- [Required action]: Take every line of the material below that includes the string "serde" and copy it out.

[Supplied data — start]

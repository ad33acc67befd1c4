use chrono::{DateTime, Utc};
use serde::{Deserialize, Serialize};

/// Locally cached credentials for one remote account.
///
/// `id` is the account slug, so re-adding an account lands on the same row.
#[derive(Debug, Clone, Serialize, Deserialize, PartialEq, Eq)]
#[serde(rename_all = "camelCase")]
pub struct StoredAccount {
    pub id: String,
    pub token: String,
    pub slug: String,
    pub user_id: String,
    pub name: String,
    pub is_active: bool,
    #[serde(with = "chrono::serde::ts_milliseconds")]
    pub last_used: DateTime<Utc>,
}

#[derive(Debug, Clone, Serialize, Deserialize, PartialEq, Eq)]
#[serde(rename_all = "camelCase")]
pub struct NewAccount {
    pub token: String,
    pub slug: String,
    pub user_id: String,
    pub name: String,
}

impl NewAccount {
    pub fn account_id(&self) -> String {
        account_id_for_slug(&self.slug)
    }
}

/// Slugs arrive as `/123456` from the identity endpoint; the id drops the slashes.
pub fn account_id_for_slug(slug: &str) -> String {
    slug.trim_matches('/').to_string()
}

#[cfg(test)]
mod tests {
    use super::*;

    #[test]
    fn id_is_stable_for_slug_variants() {
        assert_eq!(account_id_for_slug("/897362094"), "897362094");
        assert_eq!(account_id_for_slug("897362094"), "897362094");
    }
}
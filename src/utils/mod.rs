pub mod clock;
pub mod logging;

pub use clock::{Clock, ManualClock, SystemClock};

[Supplied data — finish]

- [Answer box]:
use serde::{Deserialize, Serialize};
#[serde(rename_all = "camelCase")]
    #[serde(with = "chrono::serde::ts_milliseconds")]
#[serde(rename_all = "camelCase")]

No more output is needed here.